Zion National Park is beautiful year round. We visited in late January and early February in 2013 for the very first time. My family was heading to northern Utah from California for my nephew’s baptism. We broke up the trip and stayed in a hotel in Saint George, Utah. As I had never seen Zion National Park before, I left super early with my second oldest son, Jordan, to catch the morning sunrise before continuing our journey.
Watching the sun rise in Zion National Park
We arrived near the entrance to Zion National Park just as pink clouds dotted the sky.
Thankfully, most of the snow had melted. Zion National Park struck us with its beauty as soon as we entered the park.

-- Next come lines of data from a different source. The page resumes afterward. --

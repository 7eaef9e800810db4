use std::fs::File;
use std::io::{BufWriter, Write};
use std::path::Path;

use log::{debug, info};

use crate::bitstream::bitpacker::pack;
use crate::error::Result;
use crate::huffman_coding::huffman::HuffmanTree;
use crate::huffman_coding::prefix_table::PrefixTable;
use crate::tools::symbol_map::Symbol;

/// Huffman encode `payload` and write the packed bits to `destination`.
///
/// When `tree` is None the optimal tree for the payload is built. A supplied tree is
/// validated first and must contain every symbol of the payload. Returns the tree used so
/// the caller can keep it for decoding; an empty payload with no tree writes nothing and
/// returns None.
pub fn encode<W: Write, S: Symbol>(
    mut destination: W,
    payload: &[S],
    tree: Option<HuffmanTree<S>>,
) -> Result<Option<HuffmanTree<S>>> {
    let tree = match tree {
        Some(tree) => {
            tree.validate()?;
            tree
        }
        None => match HuffmanTree::from_symbols(payload) {
            Some(tree) => tree,
            None => {
                info!("Nothing to encode.");
                destination.flush()?;
                return Ok(None);
            }
        },
    };

    let table = PrefixTable::from_tree(&tree);
    let bp = pack(payload, &table)?;
    debug!("Writing {} bytes, ending at {}.", bp.output.len(), bp.loc());

    destination.write_all(&bp.output)?;
    destination.flush()?;

    info!(
        "Encoded {} symbols into {} bytes.",
        payload.len(),
        bp.output.len()
    );
    Ok(Some(tree))
}

/// Encode into the file at `path`, creating or truncating it.
pub fn encode_to_path<P: AsRef<Path>, S: Symbol>(
    path: P,
    payload: &[S],
    tree: Option<HuffmanTree<S>>,
) -> Result<Option<HuffmanTree<S>>> {
    let f_out = File::create(path.as_ref())?;
    debug!("Encoding to {}.", path.as_ref().display());
    encode(BufWriter::new(f_out), payload, tree)
}

#[cfg(test)]
mod test {
    use super::encode;
    use crate::error::CodecError;
    use crate::huffman_coding::huffman::{HuffmanTree, Node};

    fn chars(s: &str) -> Vec<char> {
        s.chars().collect()
    }

    #[test]
    fn abbb_test() {
        let mut out = Vec::new();
        let tree = encode(&mut out, &chars("abbb"), None).unwrap().unwrap();
        assert_eq!(out, [0b0111_0000]);
        let expected = Node::internal(1.0, Node::leaf(0.25, 'a'), Node::leaf(0.75, 'b'));
        assert_eq!(tree.root(), &expected);
    }

    #[test]
    fn empty_test() {
        let mut out = Vec::new();
        let tree = encode::<_, char>(&mut out, &[], None).unwrap();
        assert!(tree.is_none());
        assert!(out.is_empty());
    }

    #[test]
    fn supplied_tree_test() {
        let tree = HuffmanTree::new(Node::merge(Node::leaf(0.5, 'b'), Node::leaf(0.5, 'a')));
        let mut out = Vec::new();
        let used = encode(&mut out, &chars("ab"), Some(tree.clone()))
            .unwrap()
            .unwrap();
        assert_eq!(used, tree);
        assert_eq!(out, [0b1000_0000]);
    }

    #[test]
    fn supplied_tree_missing_symbol_test() {
        let tree = HuffmanTree::new(Node::merge(Node::leaf(0.5, 'a'), Node::leaf(0.5, 'b')));
        let mut out = Vec::new();
        assert!(matches!(
            encode(&mut out, &chars("abc"), Some(tree)),
            Err(CodecError::UnknownSymbol { position: 2, .. })
        ));
    }

    #[test]
    fn supplied_tree_malformed_test() {
        let tree = HuffmanTree::new(Node::internal(
            5.0,
            Node::leaf(0.5, 'a'),
            Node::leaf(0.5, 'b'),
        ));
        let mut out = Vec::new();
        assert!(matches!(
            encode(&mut out, &chars("ab"), Some(tree)),
            Err(CodecError::MalformedTree { .. })
        ));
        assert!(out.is_empty());
    }
}
//! Turns a Huffman tree into the symbol to bit code table used by the packer.
//!
//! Descending left appends a `0`, descending right appends a `1`. A tree that is a single
//! leaf still needs a one bit code, so it is given `0`.

use log::trace;
use rustc_hash::FxHashMap;

use super::huffman::{HuffmanTree, Node};
use crate::error::{CodecError, Result};
use crate::tools::freq_count::Frequencies;
use crate::tools::symbol_map::Symbol;

use std::fmt::{Display, Formatter};
use std::str::FromStr;

/// A variable length bit code, most significant (first transmitted) bit first.
#[derive(Debug, Clone, PartialEq, Eq, Hash, PartialOrd, Ord, Default)]
pub struct Code {
    bits: Vec<bool>,
}

impl Code {
    pub fn new(bits: Vec<bool>) -> Self {
        Code { bits }
    }

    pub fn bits(&self) -> &[bool] {
        &self.bits
    }

    pub fn len(&self) -> usize {
        self.bits.len()
    }

    pub fn is_empty(&self) -> bool {
        self.bits.is_empty()
    }

    /// True if `self` is a proper or equal prefix of `other`.
    pub fn is_prefix_of(&self, other: &Code) -> bool {
        other.bits.starts_with(&self.bits)
    }
}

impl Display for Code {
    fn fmt(&self, f: &mut Formatter<'_>) -> std::fmt::Result {
        for &bit in &self.bits {
            f.write_str(if bit { "1" } else { "0" })?;
        }
        Ok(())
    }
}

impl FromStr for Code {
    type Err = CodecError;

    fn from_str(s: &str) -> Result<Self> {
        s.chars()
            .map(|c| match c {
                '0' => Ok(false),
                '1' => Ok(true),
                _ => Err(CodecError::InvalidCode {
                    code: s.to_string(),
                }),
            })
            .collect::<Result<Vec<bool>>>()
            .map(Code::new)
    }
}

/// Symbol to code mapping derived from one tree (or written by hand).
#[derive(Debug, Clone, PartialEq)]
pub struct PrefixTable<S: Symbol> {
    codes: FxHashMap<S, Code>,
}

impl<S: Symbol> PrefixTable<S> {
    /// Walk the tree depth first and record the path to every leaf.
    pub fn from_tree(tree: &HuffmanTree<S>) -> Self {
        let mut codes = FxHashMap::default();
        match tree.root() {
            Node::Leaf { symbol, .. } => {
                codes.insert(*symbol, Code::new(vec![false]));
            }
            root => walk(root, &mut Vec::new(), &mut codes),
        }
        let table = PrefixTable { codes };
        trace!("Prefix table: {}", table);
        table
    }

    /// Build a table from textual codes such as `("a", "0110")`.
    pub fn from_codes<'a>(pairs: impl IntoIterator<Item = (S, &'a str)>) -> Result<Self> {
        let codes = pairs
            .into_iter()
            .map(|(sym, code)| code.parse::<Code>().map(|c| (sym, c)))
            .collect::<Result<FxHashMap<S, Code>>>()?;
        Ok(PrefixTable { codes })
    }

    pub fn get(&self, symbol: &S) -> Option<&Code> {
        self.codes.get(symbol)
    }

    pub fn len(&self) -> usize {
        self.codes.len()
    }

    pub fn is_empty(&self) -> bool {
        self.codes.is_empty()
    }

    /// Entries sorted by symbol.
    pub fn iter(&self) -> impl Iterator<Item = (&S, &Code)> {
        let mut entries: Vec<(&S, &Code)> = self.codes.iter().collect();
        entries.sort_unstable_by(|a, b| a.0.cmp(b.0));
        entries.into_iter()
    }

    /// True when no code is empty and no code is a prefix of another.
    pub fn is_prefix_free(&self) -> bool {
        let mut codes: Vec<&Code> = self.codes.values().collect();
        if codes.iter().any(|c| c.is_empty()) {
            return false;
        }
        // In sorted order a prefix always lands directly before something it prefixes.
        codes.sort_unstable();
        codes.windows(2).all(|pair| !pair[0].is_prefix_of(pair[1]))
    }

    /// Expected code length in bits per symbol under the given frequencies. Symbols
    /// without a code contribute nothing.
    pub fn average_code_len(&self, freqs: &Frequencies<S>) -> f64 {
        freqs
            .iter()
            .filter_map(|(sym, p)| self.codes.get(sym).map(|c| p * c.len() as f64))
            .sum()
    }
}

impl<S: Symbol> FromIterator<(S, Code)> for PrefixTable<S> {
    fn from_iter<I: IntoIterator<Item = (S, Code)>>(iter: I) -> Self {
        PrefixTable {
            codes: iter.into_iter().collect(),
        }
    }
}

impl<S: Symbol> Display for PrefixTable<S> {
    fn fmt(&self, f: &mut Formatter<'_>) -> std::fmt::Result {
        f.write_str("{")?;
        for (i, (sym, code)) in self.iter().enumerate() {
            if i > 0 {
                f.write_str(", ")?;
            }
            write!(f, "{:?}: \"{}\"", sym, code)?;
        }
        f.write_str("}")
    }
}

fn walk<S: Symbol>(node: &Node<S>, prefix: &mut Vec<bool>, codes: &mut FxHashMap<S, Code>) {
    match node {
        Node::Leaf { symbol, .. } => {
            codes.insert(*symbol, Code::new(prefix.clone()));
        }
        Node::Internal { left, right, .. } => {
            prefix.push(false);
            walk(left, prefix, codes);
            prefix.pop();
            prefix.push(true);
            walk(right, prefix, codes);
            prefix.pop();
        }
    }
}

I think that what I loved most about visiting Zion National Park in the wintertime was the stark contrast of the white branches on the trees against the deep red sandstone cliffs.

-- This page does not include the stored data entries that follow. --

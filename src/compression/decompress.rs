use log::{debug, error, info, trace};

use crate::bitstream::bitreader::BitReader;
use crate::error::{CodecError, Result};
use crate::huffman_coding::huffman::{HuffmanTree, Node};
use crate::tools::symbol_map::Symbol;

use std::fs::File;
use std::io::Read;
use std::path::Path;

/// Decode everything in `source` with the tree it was encoded with.
///
/// The artifact carries no length, so zero padding in the last byte may itself decode to
/// extra copies of the all-zeros (leftmost) symbol. The output always starts with the
/// original payload. Use decode_exact() when the symbol count is known.
pub fn decode<R: Read, S: Symbol>(source: R, tree: &HuffmanTree<S>) -> Result<Vec<S>> {
    tree.validate()?;
    let mut br = BitReader::new(source);
    let mut result = Vec::new();
    walk_tree(&mut br, tree, None, &mut result)?;
    info!("Decoded {} symbols from {} bits.", result.len(), br.bits_read());
    Ok(result)
}

/// Decode exactly `symbol_count` symbols, ignoring whatever padding follows them.
pub fn decode_exact<R: Read, S: Symbol>(
    source: R,
    tree: &HuffmanTree<S>,
    symbol_count: usize,
) -> Result<Vec<S>> {
    tree.validate()?;
    let mut br = BitReader::new(source);
    let mut result = Vec::with_capacity(symbol_count);
    walk_tree(&mut br, tree, Some(symbol_count), &mut result)?;
    if result.len() < symbol_count {
        error!(
            "Fatal error: ran out of data after {} of {} symbols.",
            result.len(),
            symbol_count
        );
        return Err(CodecError::Truncated {
            expected: symbol_count,
            decoded: result.len(),
        });
    }
    info!("Decoded {} symbols from {} bits.", result.len(), br.bits_read());
    Ok(result)
}

/// Decode the file at `path`.
pub fn decode_from_path<P: AsRef<Path>, S: Symbol>(
    path: P,
    tree: &HuffmanTree<S>,
) -> Result<Vec<S>> {
    let f_in = File::open(path.as_ref())?;
    debug!("Decoding from {}.", path.as_ref().display());
    decode(f_in, tree)
}

/// The decoding state machine. Starting at the root, each bit moves left (0) or right (1);
/// reaching a leaf emits its symbol and returns to the root. Stops when the bits run out at
/// the root or once `limit` symbols have been emitted.
fn walk_tree<R: Read, S: Symbol>(
    br: &mut BitReader<R>,
    tree: &HuffmanTree<S>,
    limit: Option<usize>,
    out: &mut Vec<S>,
) -> Result<()> {
    let root = tree.root();

    // A lone leaf owns the one bit code 0; a 1 can't be part of anything.
    if let Node::Leaf { symbol, .. } = root {
        while limit.map_or(true, |n| out.len() < n) {
            match br.bit()? {
                None => break,
                Some(false) => out.push(*symbol),
                Some(true) => {
                    error!(
                        "Fatal error: found a 1 bit at {} for a single symbol tree.",
                        br.loc()
                    );
                    return Err(CodecError::StreamCorruption {
                        bit_offset: br.bits_read(),
                        depth: 0,
                    });
                }
            }
        }
        return Ok(());
    }

    let mut node = root;
    let mut depth = 0;
    // True while every bit since the last symbol was a 0, which is what padding looks like.
    let mut only_zeros = true;

    while limit.map_or(true, |n| out.len() < n) {
        let bit = match br.bit()? {
            Some(bit) => bit,
            None if depth == 0 => break,
            None if only_zeros && depth < 8 => {
                trace!("Dropped {} bits of padding.", depth);
                break;
            }
            None => {
                error!(
                    "Fatal error: data ended {} levels below the root at {}.",
                    depth,
                    br.loc()
                );
                return Err(CodecError::StreamCorruption {
                    bit_offset: br.bits_read(),
                    depth,
                });
            }
        };
        only_zeros &= !bit;
        depth += 1;

        if let Node::Internal { left, right, .. } = node {
            node = if bit { right.as_ref() } else { left.as_ref() };
        }
        if let Node::Leaf { symbol, .. } = node {
            out.push(*symbol);
            node = root;
            depth = 0;
            only_zeros = true;
        }
    }
    Ok(())
}

#[cfg(test)]
mod test {
    use super::{decode, decode_exact};
    use crate::compression::compress::encode;
    use crate::error::CodecError;
    use crate::huffman_coding::huffman::{HuffmanTree, Node};

    fn chars(s: &str) -> Vec<char> {
        s.chars().collect()
    }

    fn ab_tree() -> HuffmanTree<char> {
        HuffmanTree::new(Node::merge(Node::leaf(0.25, 'a'), Node::leaf(0.75, 'b')))
    }

    /// a = 00, b = 01, c = 1
    fn abc_tree() -> HuffmanTree<char> {
        let inner = Node::merge(Node::leaf(1.0, 'a'), Node::leaf(2.0, 'b'));
        HuffmanTree::new(Node::merge(inner, Node::leaf(4.0, 'c')))
    }

    #[test]
    fn single_bits_test() {
        let tree = ab_tree();
        assert_eq!(decode([0b0000_0000_u8].as_slice(), &tree).unwrap(), chars("aaaaaaaa"));
        assert_eq!(decode([0b1111_1111_u8].as_slice(), &tree).unwrap(), chars("bbbbbbbb"));
        assert_eq!(decode_exact([0b0000_0000_u8].as_slice(), &tree, 1).unwrap(), chars("a"));
        assert_eq!(decode_exact([0b1000_0000_u8].as_slice(), &tree, 1).unwrap(), chars("b"));
        assert_eq!(decode_exact([0b0000_0000_u8].as_slice(), &tree, 2).unwrap(), chars("aa"));
    }

    #[test]
    fn padding_ambiguity_test() {
        let tree = ab_tree();
        // "abbb" packs to 0111 plus four padding zeros, which read back as four more a's.
        let decoded = decode([0b0111_0000_u8].as_slice(), &tree).unwrap();
        assert_eq!(decoded, chars("abbbaaaa"));
        assert!(decoded.starts_with(&chars("abbb")));
        let exact = decode_exact([0b0111_0000_u8].as_slice(), &tree, 4).unwrap();
        assert_eq!(exact, chars("abbb"));
    }

    #[test]
    fn padding_mid_descent_test() {
        // c then seven padding zeros: three a's and one left over 0 that is only padding.
        let decoded = decode([0b1000_0000_u8].as_slice(), &abc_tree()).unwrap();
        assert_eq!(decoded, chars("caaa"));
    }

    #[test]
    fn padding_partial_code_test() {
        // 1 1 01 1 1 1 then a lone 0 left over.
        assert_eq!(
            decode([0b1101_1110_u8].as_slice(), &abc_tree()).unwrap(),
            chars("ccbccc")
        );
        // x = 000, y = 001, z = 01, w = 1: a trailing "00" is still only padding.
        let inner = Node::merge(Node::leaf(1.0, 'x'), Node::leaf(1.0, 'y'));
        let deep = Node::merge(Node::merge(inner, Node::leaf(2.0, 'z')), Node::leaf(4.0, 'w'));
        let tree = HuffmanTree::new(deep);
        assert_eq!(decode([0b0101_0100_u8].as_slice(), &tree).unwrap(), chars("zzz"));
        assert_eq!(decode([0b1111_1100_u8].as_slice(), &tree).unwrap(), chars("wwwwww"));
    }

    #[test]
    fn stream_corruption_test() {
        // w = 0, z = 10, y = 110, x = 111: six w's then "11" with nothing after it.
        let inner = Node::merge(Node::leaf(1.0, 'y'), Node::leaf(1.0, 'x'));
        let deep = Node::merge(Node::leaf(4.0, 'w'), Node::merge(Node::leaf(2.0, 'z'), inner));
        let tree = HuffmanTree::new(deep);
        match decode([0b0000_0011_u8].as_slice(), &tree) {
            Err(CodecError::StreamCorruption { bit_offset, depth }) => {
                assert_eq!(bit_offset, 8);
                assert_eq!(depth, 2);
            }
            other => panic!("expected StreamCorruption, got {:?}", other),
        }
    }

    #[test]
    fn long_zero_run_test() {
        // A left leaning chain puts 'a' nine zeros deep; eight zeros can't be padding.
        let mut node = Node::merge(Node::leaf(1.0, 'a'), Node::leaf(1.0, 'b'));
        for sym in 'c'..='j' {
            node = Node::merge(node, Node::leaf(1.0, sym));
        }
        let tree = HuffmanTree::new(node);
        assert_eq!(tree.depth(), 9);
        assert!(matches!(
            decode([0xff_u8, 0x00].as_slice(), &tree),
            Err(CodecError::StreamCorruption { depth: 8, .. })
        ));
    }

    #[test]
    fn single_leaf_test() {
        let data = chars("aaaa");
        let mut out = Vec::new();
        let tree = encode(&mut out, &data, None).unwrap().unwrap();
        assert_eq!(out, [0]);
        assert_eq!(decode_exact(out.as_slice(), &tree, 4).unwrap(), data);
        assert!(decode(out.as_slice(), &tree).unwrap().starts_with(&data));

        assert!(matches!(
            decode([0b0010_0000_u8].as_slice(), &tree),
            Err(CodecError::StreamCorruption { depth: 0, bit_offset: 3 })
        ));
    }

    #[test]
    fn truncated_test() {
        assert!(matches!(
            decode_exact([0b0111_0000_u8].as_slice(), &ab_tree(), 9),
            Err(CodecError::Truncated {
                expected: 9,
                decoded: 8
            })
        ));
    }

    #[test]
    fn empty_source_test() {
        assert!(decode([0_u8; 0].as_slice(), &ab_tree()).unwrap().is_empty());
        assert!(decode_exact([0_u8; 0].as_slice(), &ab_tree(), 0).unwrap().is_empty());
    }

    #[test]
    fn malformed_tree_test() {
        let tree = HuffmanTree::new(Node::merge(Node::leaf(1.0, 'a'), Node::leaf(1.0, 'a')));
        assert!(matches!(
            decode([0xff_u8].as_slice(), &tree),
            Err(CodecError::MalformedTree { .. })
        ));
    }

    #[test]
    fn roundtrip_test() {
        for text in ["abbb", "! %", "Kærlighed og Øl!", "mississippi river"] {
            let data = chars(text);
            let mut out = Vec::new();
            let tree = encode(&mut out, &data, None).unwrap().unwrap();
            assert!(decode(out.as_slice(), &tree).unwrap().starts_with(&data));
            assert_eq!(decode_exact(out.as_slice(), &tree, data.len()).unwrap(), data);
        }
    }
}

In addition to the contrast of the trees to the cliffs, Zion National Park had red roads to match the surrounding rocks which I also loved. My son and I headed straight into the park and stopped along the way to take photographs.
I loved seeing the morning sun illuminate the tops of the cliff formations.

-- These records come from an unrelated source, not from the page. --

use log::{debug, error};

use crate::error::{CodecError, Result};
use crate::huffman_coding::prefix_table::{Code, PrefixTable};
use crate::tools::symbol_map::Symbol;

/// Creates a bitstream for output.
#[derive(Debug, Default)]
pub struct BitPacker {
    pub output: Vec<u8>,
    /// Zero bits added by flush() to reach a byte boundary (0-7).
    padding: u8,
    /// Bits pushed by the caller, padding excluded.
    bit_len: usize,
    queue: u64,
    q_bits: u8,
}

impl BitPacker {
    /// Create a new BitPacker with an output buffer of size specified. Call flush() to
    /// flush the bit queue to the buffer before writing the output anywhere.
    pub fn new(size: usize) -> Self {
        Self {
            output: Vec::with_capacity(size),
            ..Default::default()
        }
    }

    /// Internal bitstream write function common to all push functions.
    fn write_stream(&mut self) {
        while self.q_bits > 7 {
            let byte = (self.queue >> (self.q_bits - 8)) as u8;
            self.output.push(byte); //push the packed byte out
            self.q_bits -= 8; //adjust the count of bits left in the queue
        }
    }

    /// Puts a single bit on the stream.
    pub fn push_bit(&mut self, bit: bool) {
        self.queue = (self.queue << 1) | bit as u64;
        self.q_bits += 1;
        self.bit_len += 1;
        self.write_stream();
    }

    /// Puts every bit of a code on the stream, first bit first.
    pub fn push_code(&mut self, code: &Code) {
        code.bits().iter().for_each(|&bit| self.push_bit(bit));
    }

    /// Look up each symbol of the payload and put its code on the stream. A symbol with no
    /// code stops packing with UnknownSymbol.
    pub fn push_symbols<S: Symbol>(&mut self, payload: &[S], table: &PrefixTable<S>) -> Result<()> {
        for (position, symbol) in payload.iter().enumerate() {
            match table.get(symbol) {
                Some(code) => self.push_code(code),
                None => {
                    error!("No code for symbol {:?} at position {}.", symbol, position);
                    return Err(CodecError::UnknownSymbol {
                        symbol: format!("{:?}", symbol),
                        position,
                    });
                }
            }
        }
        Ok(())
    }

    /// Flushes the remaining bits (1-7) from the queue, padding with 0s in the least
    /// signficant bits
    pub fn flush(&mut self) {
        if self.q_bits > 0 {
            self.padding = 8 - self.q_bits;
            self.queue <<= self.padding; //pad the queue with zeros
            self.q_bits += self.padding;
            self.write_stream(); // write out all that is left
            if self.q_bits > 0 {
                error!("Stuff left in the BitPacker queue.");
            }
        }
    }

    /// Bits pushed so far, not counting padding.
    pub fn bit_len(&self) -> usize {
        self.bit_len
    }

    /// Padding bits added by the last flush.
    pub fn padding(&self) -> u8 {
        self.padding
    }

    /// Debugging function to return the number of bytes.bits output so far
    pub fn loc(&self) -> String {
        format! {"[{}.{}]",((self.output.len() * 8) + self.q_bits as usize)/8, ((self.output.len() * 8) + self.q_bits as usize)%8}
    }
}

/// Encode a whole payload with the given table and pad it out to a byte boundary.
pub fn pack<S: Symbol>(payload: &[S], table: &PrefixTable<S>) -> Result<BitPacker> {
    let mut bp = BitPacker::new(payload.len() / 2 + 1);
    bp.push_symbols(payload, table)?;
    bp.flush();
    debug!(
        "Packed {} symbols into {} bits plus {} bits of padding.",
        payload.len(),
        bp.bit_len(),
        bp.padding()
    );
    Ok(bp)
}
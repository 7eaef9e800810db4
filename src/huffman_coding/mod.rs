//! The huffman module builds the coding tree and the code table for the codec.
//!
//! Symbol probabilities seed a min-priority queue of leaves. The two lightest nodes are
//! repeatedly joined under a new parent until one root remains. Walking that tree gives
//! every symbol a code: `0` for each left turn, `1` for each right turn. Frequent symbols
//! end up near the root and get short codes.
//!
//! The tree is never written into the encoded output. Callers keep it and hand it back for
//! decoding.
//!

pub mod huffman;
pub mod prefix_table;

Coming to Zion National Park in the wintertime had its perks
Unlike my later trip into the Narrows, which was full of hikers, long shuttle lines, and congestion, coming to Zion National Park early in the morning in the wintertime meant that my son and I pretty much had the park to ourselves. Private vehicles were permitted to enter directly into the park during the off season from November 30 through March 14 on the Zion Canyon Scenic Drive.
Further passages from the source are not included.